I think, the stuff with the "confident fall" onto the injured arm will be a very good predictor when to start with judo training again. I agree with you that it will take at least 9 months after surgery for full-power ballistic loads on the tendon.
Because I am very curious, could you tell me how exactly the refixation of the tendon was done in the cases you know? Transosseal? Suture anchors (how much? material?). Where there any radiologic examinations like sonography or NMR after surgery?
andreasthell
22-04-2006, 03:40 PM
Hi!
During rehabilitation, we noticed that the triceps tendon healing is better than originally expected.

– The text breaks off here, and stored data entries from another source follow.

impl CommandRegistry {
    pub fn new() -> Self {
        let mut registry = Self {
            commands: HashMap::new(),
        };
        // Query
        registry.register("find", CommandKind::Read);
        registry.register("getMore", CommandKind::Read);
        registry.register("killCursors", CommandKind::Read);
        registry.register("count", CommandKind::Read);
        registry.register("distinct", CommandKind::Read);
        registry.register("aggregate", CommandKind::Read);
        registry.register("explain", CommandKind::Read);
        // Write
        registry.register("insert", CommandKind::Write);
        registry.register("update", CommandKind::Write);
        registry.register("delete", CommandKind::Write);
        registry.register("findAndModify", CommandKind::Write);
        // Index
        registry.register("createIndexes", CommandKind::Admin);
        registry.register("dropIndexes", CommandKind::Admin);
        registry.register("listIndexes", CommandKind::Read);
        // Admin / meta
        registry.register("hello", CommandKind::Always);
        registry.register("isMaster", CommandKind::Always);
        registry.register("ismaster", CommandKind::Always);
        registry.register("buildInfo", CommandKind::Always);
        registry.register("ping", CommandKind::Always);
        registry.register("whatsmyuri", CommandKind::Always);
        registry.register("serverStatus", CommandKind::Read);
        registry.register("dbStats", CommandKind::Read);
        registry.register("collStats", CommandKind::Read);
        registry.register("connectionStatus", CommandKind::Always);
        registry.register("getParameter", CommandKind::Always);
        registry.register("listDatabases", CommandKind::Read);
        registry.register("listCollections", CommandKind::Read);
        registry.register("create", CommandKind::Write);
        registry.register("drop", CommandKind::Write);
        registry.register("dropDatabase", CommandKind::Write);
        registry.register("renameCollection", CommandKind::Admin);
        // Auth & session
        registry.register("saslStart", CommandKind::Always);
        registry.register("saslContinue", CommandKind::Always);
        registry.register("logout", CommandKind::Always);
        registry.register("startSession", CommandKind::Always);
        registry.register("endSessions", CommandKind::Always);
        registry.register("killSessions", CommandKind::Always);
        registry.register("killAllSessions", CommandKind::Always);
        registry.register("killAllSessionsByPattern", CommandKind::Always);
        registry.register("refreshSessions", CommandKind::Always);
        registry
    }

    fn register(&mut self, name: &'static str, kind: CommandKind) {
        self.commands.insert(name, CommandSpec { name, kind });
    }

    pub fn get(&self, name: &str) -> Option<&CommandSpec> {
        self.commands.get(name)
    }

    pub fn len(&self) -> usize {
        self.commands.len()
    }

    pub fn is_empty(&self) -> bool {
        self.commands.is_empty()
    }
}
/*!
 * @file admin_commands.rs
 * @brief Handshake, server metadata and namespace administration commands
 */

use std::sync::atomic::Ordering;
use std::sync::Arc;

use bson::{doc, Bson, Document};

use crate::backend::CappedSpec;
use crate::command_processor::{
    collection_name, cursor_reply, optional_document, ConnectionState, ServerContext,
};
use crate::error::{code, CommandError, CommandResult};
use crate::ordering::{numeric_value, type_name};

pub const SERVER_VERSION: &str = "5.0.42";
pub const MAX_WIRE_VERSION: i32 = 17;

pub async fn hello(
    ctx: &Arc<ServerContext>,
    conn: &mut ConnectionState,
    modern: bool,
) -> CommandResult {
    let mut reply = Document::new();
    if modern {
        reply.insert("isWritablePrimary", true);
    } else {
        reply.insert("ismaster", true);
    }
    if let Some(set_name) = &ctx.config.repl_set_name {
        reply.insert("setName", set_name.clone());
    }
    reply.insert(
        "maxBsonObjectSize",
        crate::wire_protocol::MAX_BSON_OBJECT_SIZE,
    );
    reply.insert("maxMessageSizeBytes", crate::wire_protocol::MAX_MESSAGE_SIZE);
    reply.insert(
        "maxWriteBatchSize",
        crate::wire_protocol::MAX_WRITE_BATCH_SIZE,
    );
    reply.insert(
        "localTime",
        Bson::DateTime(bson::DateTime::from_chrono(chrono::Utc::now())),
    );
    reply.insert("logicalSessionTimeoutMinutes", 30);
    reply.insert("connectionId", conn.id as i64);
    reply.insert("minWireVersion", 0);
    reply.insert("maxWireVersion", MAX_WIRE_VERSION);
    reply.insert("readOnly", false);
    reply.insert("ok", 1.0);
    Ok(reply)
}

pub async fn build_info() -> CommandResult {
    Ok(doc! {
        "version": SERVER_VERSION,
        "gitVersion": env!("CARGO_PKG_VERSION"),
        "versionArray": [5, 0, 42, 0],
        "modules": Bson::Array(vec![]),
        "sysInfo": "deprecated",
        "bits": 64,
        "debug": false,
        "maxBsonObjectSize": crate::wire_protocol::MAX_BSON_OBJECT_SIZE,
        "doppeldb": {
            "version": env!("CARGO_PKG_VERSION"),
        },
        "ok": 1.0,
    })
}

pub async fn whatsmyuri(conn: &ConnectionState) -> CommandResult {
    Ok(doc! {"you": conn.peer.clone(), "ok": 1.0})
}

pub async fn server_status(ctx: &Arc<ServerContext>) -> CommandResult {
    let uptime = ctx.start_time.elapsed().as_secs() as i64;
    Ok(doc! {
        "host": hostname(),
        "version": SERVER_VERSION,
        "process": "doppeldb",
        "pid": std::process::id() as i64,
        "uptime": uptime as f64,
        "uptimeMillis": (ctx.start_time.elapsed().as_millis() as i64),
        "localTime": Bson::DateTime(bson::DateTime::from_chrono(chrono::Utc::now())),
        "connections": {
            "current": ctx.connections_current.load(Ordering::Relaxed) as i32,
            "totalCreated": ctx.connections_total.load(Ordering::Relaxed) as i32,
            "available": 1000i32,
        },
        "catalogStats": {
            "cursors": ctx.cursors.open_count() as i32,
            "sessions": ctx.sessions.count() as i32,
        },
        "ok": 1.0,
    })
}

fn hostname() -> String {
    std::env::var("HOSTNAME").unwrap_or_else(|_| "localhost".to_string())
}

pub async fn db_stats(ctx: &Arc<ServerContext>, db: &str) -> CommandResult {
    let stats = ctx.backend.database_stats(db).await?;
    let avg_obj_size = if stats.objects > 0 {
        stats.data_size as f64 / stats.objects as f64
    } else {
        0.0
    };
    Ok(doc! {
        "db": db,
        "collections": stats.collections as i32,
        "views": 0,
        "objects": stats.objects as i32,
        "avgObjSize": avg_obj_size,
        "dataSize": stats.data_size as f64,
        "indexes": stats.collections as i32,
        "totalSize": stats.data_size as f64,
        "scaleFactor": 1.0,
        "ok": 1.0,
    })
}

pub async fn coll_stats(ctx: &Arc<ServerContext>, db: &str, cmd: &Document) -> CommandResult {
    let coll = collection_name(cmd, "collStats")?;
    let stats = ctx.backend.collection_stats(db, &coll).await?;
    let avg_obj_size = if stats.count > 0 {
        stats.size_bytes as f64 / stats.count as f64
    } else {
        0.0
    };
    let mut reply = doc! {
        "ns": format!("{}.{}", db, coll),
        "count": stats.count as i32,
        "size": stats.size_bytes as f64,
        "avgObjSize": avg_obj_size,
        "storageSize": stats.size_bytes as f64,
        "nindexes": 1,
        "scaleFactor": 1,
        "capped": stats.capped.is_some(),
    };
    if let Some(capped) = stats.capped {
        reply.insert("max", capped.max.unwrap_or(0));
        reply.insert("maxSize", capped.size);
    }
    reply.insert("ok", 1.0);
    Ok(reply)
}

pub async fn connection_status(
    ctx: &Arc<ServerContext>,
    conn: &ConnectionState,
    cmd: &Document,
) -> CommandResult {
    let show_privileges = cmd.get_bool("showPrivileges").unwrap_or(false);
    let mut authenticated_users: Vec<Bson> = Vec::new();
    let mut authenticated_roles: Vec<Bson> = Vec::new();
    if let Some((db, name)) = &conn.user {
        authenticated_users.push(Bson::Document(doc! {"user": name.clone(), "db": db.clone()}));
        if let Some(stored) = ctx.users.get(db, name) {
            for role in &stored.roles {
                authenticated_roles.push(Bson::Document(
                    doc! {"role": role.as_str(), "db": db.clone()},
                ));
            }
        }
    }
    let mut auth_info = doc! {
        "authenticatedUsers": authenticated_users,
        "authenticatedUserRoles": authenticated_roles,
    };
    if show_privileges {
        auth_info.insert("authenticatedUserPrivileges", Bson::Array(vec![]));
    }
    Ok(doc! {"authInfo": auth_info, "ok": 1.0})
}

pub async fn get_parameter(cmd: &Document) -> CommandResult {
    let all = matches!(cmd.get("getParameter"), Some(Bson::String(s)) if s == "*");
    let known: &[(&str, Bson)] = &[
        (
            "featureCompatibilityVersion",
            Bson::Document(doc! {"version": "5.0"}),
        ),
        ("quiet", Bson::Boolean(false)),
        ("authSchemaVersion", Bson::Int32(5)),
    ];

    let mut reply = Document::new();
    if all {
        for (name, value) in known {
            reply.insert(name.to_string(), value.clone());
        }
    } else {
        for (name, value) in known {
            if cmd.contains_key(*name) {
                reply.insert(name.to_string(), value.clone());
            }
        }
        if reply.is_empty() {
            return Err(CommandError::new(
                code::INVALID_OPTIONS,
                "no option found to get",
            ));
        }
    }
    reply.insert("ok", 1.0);
    Ok(reply)
}

pub async fn list_databases(ctx: &Arc<ServerContext>) -> CommandResult {
    let names = ctx.backend.list_databases().await?;
    let mut databases: Vec<Bson> = Vec::new();
    let mut total: i64 = 0;
    for name in names {
        let stats = ctx.backend.database_stats(&name).await?;
        total += stats.data_size;
        databases.push(Bson::Document(doc! {
            "name": name,
            "sizeOnDisk": stats.data_size,
            "empty": stats.objects == 0,
        }));
    }
    Ok(doc! {
        "databases": databases,
        "totalSize": total,
        "totalSizeMb": total / (1024 * 1024),
        "ok": 1.0,
    })
}

pub async fn list_collections(
    ctx: &Arc<ServerContext>,
    db: &str,
    cmd: &Document,
) -> CommandResult {
    let filter = optional_document(cmd, "listCollections", "filter")?.cloned();
    let infos = ctx.backend.list_collections(db).await?;

    let mut docs = Vec::with_capacity(infos.len());
    for info in infos {
        let mut options = Document::new();
        if let Some(capped) = &info.capped {
            options.insert("capped", true);
            options.insert("size", capped.size);
            if let Some(max) = capped.max {
                options.insert("max", max);
            }
        }
        let entry = doc! {
            "name": info.name.clone(),
            "type": "collection",
            "options": options,
            "info": {
                "readOnly": false,
                "uuid": crate::command_processor::uuid_to_binary(info.uuid),
            },
            "idIndex": {
                "v": 2,
                "key": {"_id": 1},
                "name": "_id_",
            },
        };
        let keep = match &filter {
            Some(f) if !f.is_empty() => crate::filter::matches(&entry, f)?,
            _ => true,
        };
        if keep {
            docs.push(entry);
        }
    }

    let ns = format!("{}.$cmd.listCollections", db);
    Ok(cursor_reply(&ns, 0, docs, true))
}

pub async fn create(ctx: &Arc<ServerContext>, db: &str, cmd: &Document) -> CommandResult {
    let coll = collection_name(cmd, "create")?;
    crate::backend::validate_namespace(db, &coll)?;

    let capped = match cmd.get("capped") {
        Some(Bson::Boolean(true)) => {
            let size = match cmd.get("size").and_then(numeric_value) {
                Some(n) if n > 0.0 => n as i64,
                _ => {
                    return Err(CommandError::new(
                        code::INVALID_OPTIONS,
                        "the 'size' field is required when 'capped' is true",
                    ))
                }
            };
            let max = cmd.get("max").and_then(numeric_value).map(|n| n as i64);
            Some(CappedSpec { size, max })
        }
        _ => None,
    };

    let created = ctx.backend.create_collection(db, &coll, capped).await?;
    if !created {
        return Err(CommandError::namespace_exists(&format!("{}.{}", db, coll)));
    }
    Ok(doc! {"ok": 1.0})
}

pub async fn drop(ctx: &Arc<ServerContext>, db: &str, cmd: &Document) -> CommandResult {
    let coll = collection_name(cmd, "drop")?;
    let dropped = ctx.backend.drop_collection(db, &coll).await?;
    if !dropped {
        return Err(CommandError::namespace_not_found("ns not found"));
    }
    Ok(doc! {"ns": format!("{}.{}", db, coll), "nIndexesWas": 1, "ok": 1.0})
}

pub async fn drop_database(ctx: &Arc<ServerContext>, db: &str) -> CommandResult {
    let existed = ctx.backend.drop_database(db).await?;
    let mut reply = Document::new();
    if existed {
        reply.insert("dropped", db);
    }
    reply.insert("ok", 1.0);
    Ok(reply)
}

pub async fn rename_collection(ctx: &Arc<ServerContext>, cmd: &Document) -> CommandResult {
    let source = match cmd.get("renameCollection") {
        Some(Bson::String(s)) => s.clone(),
        Some(other) => {
            return Err(CommandError::type_mismatch(format!(
                "BSON field 'renameCollection.renameCollection' is the wrong type '{}', expected type 'string'",
                type_name(other)
            )))
        }
        None => return Err(CommandError::missing_field("renameCollection", "renameCollection")),
    };
    let target = match cmd.get("to") {
        Some(Bson::String(s)) => s.clone(),
        Some(other) => {
            return Err(CommandError::type_mismatch(format!(
                "BSON field 'renameCollection.to' is the wrong type '{}', expected type 'string'",
                type_name(other)
            )))
        }
        None => return Err(CommandError::missing_field("renameCollection", "to")),
    };
    let drop_target = cmd.get_bool("dropTarget").unwrap_or(false);

    let (from_db, from_coll) = split_namespace(&source)?;
    let (to_db, to_coll) = split_namespace(&target)?;

    if drop_target {
        ctx.backend.drop_collection(&to_db, &to_coll).await?;
    }
    ctx.backend
        .rename_collection(&from_db, &from_coll, &to_db, &to_coll)
        .await?;
    Ok(doc! {"ok": 1.0})
}

fn split_namespace(ns: &str) -> Result<(String, String), CommandError> {
    match ns.split_once('.') {
        Some((db, coll)) if !db.is_empty() && !coll.is_empty() => {
            Ok((db.to_string(), coll.to_string()))
        }
        _ => Err(CommandError::invalid_namespace(format!(
            "Invalid namespace specified '{}'",
            ns
        ))),
    }
}

#[cfg(test)]
mod tests {
    use super::*;

    #[test]
    fn namespace_splitting() {
        assert_eq!(
            split_namespace("db.coll.sub").unwrap(),
            ("db".to_string(), "coll.sub".to_string())
        );
        assert!(split_namespace("nodot").is_err());
        assert!(split_namespace(".coll").is_err());
    }
}
impl PostgresBackend {
    pub async fn connect(url: &str, pool_size: usize) -> Result<Self, CommandError> {
        let pg_config: tokio_postgres::Config = url
            .parse()
            .map_err(|e| CommandError::internal(format!("invalid PostgreSQL URL: {}", e)))?;
        let manager = Manager::new(pg_config, NoTls);
        let pool = Pool::builder(manager)
            .max_size(pool_size)
            .build()
            .map_err(|e| CommandError::internal(format!("failed to build pool: {}", e)))?;

        // One round trip up front so a bad DSN fails at startup, not on the
        // first client command.
        let client = pool
            .get()
            .await
            .map_err(|e| CommandError::internal(format!("failed to connect: {}", e)))?;
        client
            .execute("SELECT 1", &[])
            .await
            .map_err(map_pg_error)?;
        drop(client);

        Ok(Self { pool })
    }

    async fn client(&self) -> Result<deadpool_postgres::Object, CommandError> {
        self.pool
            .get()
            .await
            .map_err(|e| CommandError::internal(format!("connection pool exhausted: {}", e)))
    }

    async fn ensure_collection(
        &self,
        client: &deadpool_postgres::Object,
        db: &str,
        coll: &str,
        capped: Option<&CappedSpec>,
    ) -> Result<bool, CommandError> {
        let schema = schema_name(db);
        client
            .execute(
                &*format!("CREATE SCHEMA IF NOT EXISTS {}", quote_ident(&schema)),
                &[],
            )
            .await
            .map_err(map_pg_error)?;
        client
            .execute(
                &*format!(
                    "CREATE TABLE IF NOT EXISTS {}.{} (
                         coll TEXT PRIMARY KEY,
                         uuid TEXT NOT NULL,
                         capped_size BIGINT,
                         capped_max BIGINT
                     )",
                    quote_ident(&schema),
                    METADATA_TABLE
                ),
                &[],
            )
            .await
            .map_err(map_pg_error)?;
        client
            .execute(
                &*format!(
                    "CREATE TABLE IF NOT EXISTS {}.{} (
                         coll TEXT NOT NULL,
                         name TEXT NOT NULL,
                         spec JSONB NOT NULL,
                         PRIMARY KEY (coll, name)
                     )",
                    quote_ident(&schema),
                    INDEX_TABLE
                ),
                &[],
            )
            .await
            .map_err(map_pg_error)?;
        client
            .execute(
                &*format!(
                    "CREATE TABLE IF NOT EXISTS {}.{} (
                         seq BIGSERIAL PRIMARY KEY,
                         id_key TEXT NOT NULL UNIQUE,
                         document JSONB NOT NULL,
                         body BYTEA NOT NULL
                     )",
                    quote_ident(&schema),
                    quote_ident(coll)
                ),
                &[],
            )
            .await
            .map_err(map_pg_error)?;

        let (size, max) = match capped {
            Some(c) => (Some(c.size), c.max),
            None => (None, None),
        };
        let inserted = client
            .execute(
                &*format!(
                    "INSERT INTO {}.{} (coll, uuid, capped_size, capped_max)
                     VALUES ($1, $2, $3, $4) ON CONFLICT (coll) DO NOTHING",
                    quote_ident(&schema),
                    METADATA_TABLE
                ),
                &[
                    &coll,
                    &uuid::Uuid::new_v4().to_string(),
                    &size,
                    &max,
                ],
            )
            .await
            .map_err(map_pg_error)?;
        Ok(inserted > 0)
    }
}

I am now at week 14 post surgery. Apart from being near as twice as thick as the contralateral tendon, it has a completely normal appearance at sonography. During activities of daily life, I feel little or no pain. I started a well dosed resistance training three weeks ago.
Now I am able to perform 3 x 20 push ups with narrow grip (puts more load on the triceps than on the pecs & delts), 3 x 20 bench dips and 3 x 20 lying triceps extensions (="French press" or "Skull crusher") with a 10 kg barbell. All the exercises cause me no pain. And the girth of my right upper arm is at 41cm now (which was at 43 cm before the injury).
I am now quite confident that I can return to Judo in about half a year.
The only drawback is that a part of the olecranon spur was not fully removed and caused a chronic elbow bursitis. By now, the bursitis is not really an -itis because there are no inflammation signs and there is no pain. Maybe I need another little surgery for removing the bursa and the rest of the spur later.